(Task brief): Without changing a single character, write out every record below.
--- Dataset excerpts ---
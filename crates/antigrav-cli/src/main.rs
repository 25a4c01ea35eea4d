#![forbid(unsafe_code)]

//! # Antigrav
//!
//! Simulate a point mass in an oscillating anti-gravity field.
//!
//! ## Usage
//!
//! ```bash
//! antigrav --mass 5 trajectory --plot
//! antigrav optimize --target 20 --apply
//! ```

use std::io::Write;

use anyhow::Context;
use antigrav_cli::{Cli, logging, run};

fn main() -> anyhow::Result<()> {
    let cli = Cli::parse_args();
    logging::init(cli.verbose);

    if cli.no_color {
        colored::control::set_override(false);
    }

    let output = run(&cli)?;

    let mut stdout = std::io::stdout().lock();
    stdout
        .write_all(output.as_bytes())
        .context("failed to write output")?;
    stdout.flush().context("failed to flush output")?;
    Ok(())
}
---
(Result below):
filename crates/antigrav-cli/src/main.rs
repository 25a4c01ea35eea4d
#![forbid(unsafe_code)]

//! # Antigrav
//!
//! Simulate a point mass in an oscillating anti-gravity field.
//!
//! ## Usage
//!
//! ```bash
//! antigrav --mass 5 trajectory --plot
//! antigrav optimize --target 20 --apply
//! ```

use std::io::Write;

use anyhow::Context;
use antigrav_cli::{Cli, logging, run};

fn main() -> anyhow::Result<()> {
    let cli = Cli::parse_args();
    logging::init(cli.verbose);

    if cli.no_color {
        colored::control::set_override(false);
    }

    let output = run(&cli)?;

    let mut stdout = std::io::stdout().lock();
    stdout
        .write_all(output.as_bytes())
        .context("failed to write output")?;
    stdout.flush().context("failed to flush output")?;
    Ok(())
}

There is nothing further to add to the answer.